◆ What to work on
Scan the entries and copy each line where the word "TaskFields" is present.

[Task inputs]

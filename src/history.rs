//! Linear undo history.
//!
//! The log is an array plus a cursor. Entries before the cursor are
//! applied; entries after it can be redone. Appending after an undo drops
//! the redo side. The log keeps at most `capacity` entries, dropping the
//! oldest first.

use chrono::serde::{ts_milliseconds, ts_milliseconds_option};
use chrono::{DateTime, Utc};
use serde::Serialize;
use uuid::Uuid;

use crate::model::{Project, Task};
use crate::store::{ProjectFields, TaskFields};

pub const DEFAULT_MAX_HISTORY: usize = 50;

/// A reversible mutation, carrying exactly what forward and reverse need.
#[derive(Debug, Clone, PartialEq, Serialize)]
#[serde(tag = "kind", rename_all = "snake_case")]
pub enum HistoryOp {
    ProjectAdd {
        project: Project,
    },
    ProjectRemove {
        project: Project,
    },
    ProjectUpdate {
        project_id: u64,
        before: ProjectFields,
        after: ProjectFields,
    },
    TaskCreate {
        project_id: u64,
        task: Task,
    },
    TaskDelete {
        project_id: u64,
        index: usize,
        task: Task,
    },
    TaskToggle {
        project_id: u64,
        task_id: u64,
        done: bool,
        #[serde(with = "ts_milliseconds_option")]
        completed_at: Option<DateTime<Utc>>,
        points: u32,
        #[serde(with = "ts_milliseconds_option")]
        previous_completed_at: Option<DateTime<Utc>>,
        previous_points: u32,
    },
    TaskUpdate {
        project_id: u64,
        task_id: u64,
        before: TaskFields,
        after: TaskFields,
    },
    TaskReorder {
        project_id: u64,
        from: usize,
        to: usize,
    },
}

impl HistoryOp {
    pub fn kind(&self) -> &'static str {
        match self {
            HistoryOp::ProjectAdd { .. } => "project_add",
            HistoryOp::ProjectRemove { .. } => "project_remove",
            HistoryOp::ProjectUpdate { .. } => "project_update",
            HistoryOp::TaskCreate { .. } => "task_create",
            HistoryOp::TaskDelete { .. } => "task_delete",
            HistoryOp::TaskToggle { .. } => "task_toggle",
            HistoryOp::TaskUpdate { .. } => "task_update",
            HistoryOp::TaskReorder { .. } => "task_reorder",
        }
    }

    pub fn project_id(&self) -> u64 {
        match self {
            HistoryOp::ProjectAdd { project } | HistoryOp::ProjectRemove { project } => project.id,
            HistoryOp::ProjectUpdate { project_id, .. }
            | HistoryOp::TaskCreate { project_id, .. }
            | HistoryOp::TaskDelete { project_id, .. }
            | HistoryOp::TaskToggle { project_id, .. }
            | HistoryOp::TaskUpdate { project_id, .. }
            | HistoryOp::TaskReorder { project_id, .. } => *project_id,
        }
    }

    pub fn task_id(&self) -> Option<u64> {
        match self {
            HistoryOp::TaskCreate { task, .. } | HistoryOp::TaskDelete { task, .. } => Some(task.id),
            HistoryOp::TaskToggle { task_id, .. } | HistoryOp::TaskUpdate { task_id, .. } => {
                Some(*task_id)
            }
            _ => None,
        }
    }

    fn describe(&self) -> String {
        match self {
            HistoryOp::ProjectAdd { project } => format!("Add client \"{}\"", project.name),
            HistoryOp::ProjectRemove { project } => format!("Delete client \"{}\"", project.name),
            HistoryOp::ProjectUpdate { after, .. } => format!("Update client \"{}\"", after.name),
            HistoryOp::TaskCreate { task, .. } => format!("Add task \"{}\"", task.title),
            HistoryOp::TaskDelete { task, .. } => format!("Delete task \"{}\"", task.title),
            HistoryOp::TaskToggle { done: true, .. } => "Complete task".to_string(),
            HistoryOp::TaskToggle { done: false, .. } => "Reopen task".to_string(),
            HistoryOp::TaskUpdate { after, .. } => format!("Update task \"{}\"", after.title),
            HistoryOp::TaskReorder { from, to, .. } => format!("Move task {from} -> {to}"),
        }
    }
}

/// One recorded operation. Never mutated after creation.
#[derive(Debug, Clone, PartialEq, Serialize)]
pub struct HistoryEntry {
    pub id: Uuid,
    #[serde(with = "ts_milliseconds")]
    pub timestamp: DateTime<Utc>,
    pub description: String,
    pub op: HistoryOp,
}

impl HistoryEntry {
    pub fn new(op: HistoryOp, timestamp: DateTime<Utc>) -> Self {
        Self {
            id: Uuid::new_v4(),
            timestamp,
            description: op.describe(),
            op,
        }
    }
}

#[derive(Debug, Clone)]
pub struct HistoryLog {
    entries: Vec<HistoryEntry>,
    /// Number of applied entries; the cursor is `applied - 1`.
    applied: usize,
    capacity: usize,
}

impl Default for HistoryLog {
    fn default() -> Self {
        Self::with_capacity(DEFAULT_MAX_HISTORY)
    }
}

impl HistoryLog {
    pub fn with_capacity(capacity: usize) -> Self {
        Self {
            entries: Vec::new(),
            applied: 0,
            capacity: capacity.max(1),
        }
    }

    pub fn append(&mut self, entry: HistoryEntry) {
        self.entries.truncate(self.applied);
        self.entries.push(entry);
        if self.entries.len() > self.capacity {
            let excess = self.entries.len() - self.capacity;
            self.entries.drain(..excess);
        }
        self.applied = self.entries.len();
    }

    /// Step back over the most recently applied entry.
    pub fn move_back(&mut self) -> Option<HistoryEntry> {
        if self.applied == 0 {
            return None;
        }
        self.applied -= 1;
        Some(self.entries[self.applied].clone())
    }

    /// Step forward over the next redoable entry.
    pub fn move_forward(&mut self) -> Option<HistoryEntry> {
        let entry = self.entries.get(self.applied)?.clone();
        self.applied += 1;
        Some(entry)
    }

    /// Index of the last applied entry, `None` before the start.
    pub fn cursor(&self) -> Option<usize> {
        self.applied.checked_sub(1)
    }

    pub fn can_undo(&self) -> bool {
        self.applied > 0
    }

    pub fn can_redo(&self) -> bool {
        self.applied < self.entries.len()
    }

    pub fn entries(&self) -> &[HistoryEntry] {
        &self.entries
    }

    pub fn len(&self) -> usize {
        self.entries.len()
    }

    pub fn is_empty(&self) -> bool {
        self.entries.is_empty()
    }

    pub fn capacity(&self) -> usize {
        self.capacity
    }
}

[/Task inputs]

◆ Solved problem
use crate::store::{ProjectFields, TaskFields};
        before: TaskFields,
        after: TaskFields,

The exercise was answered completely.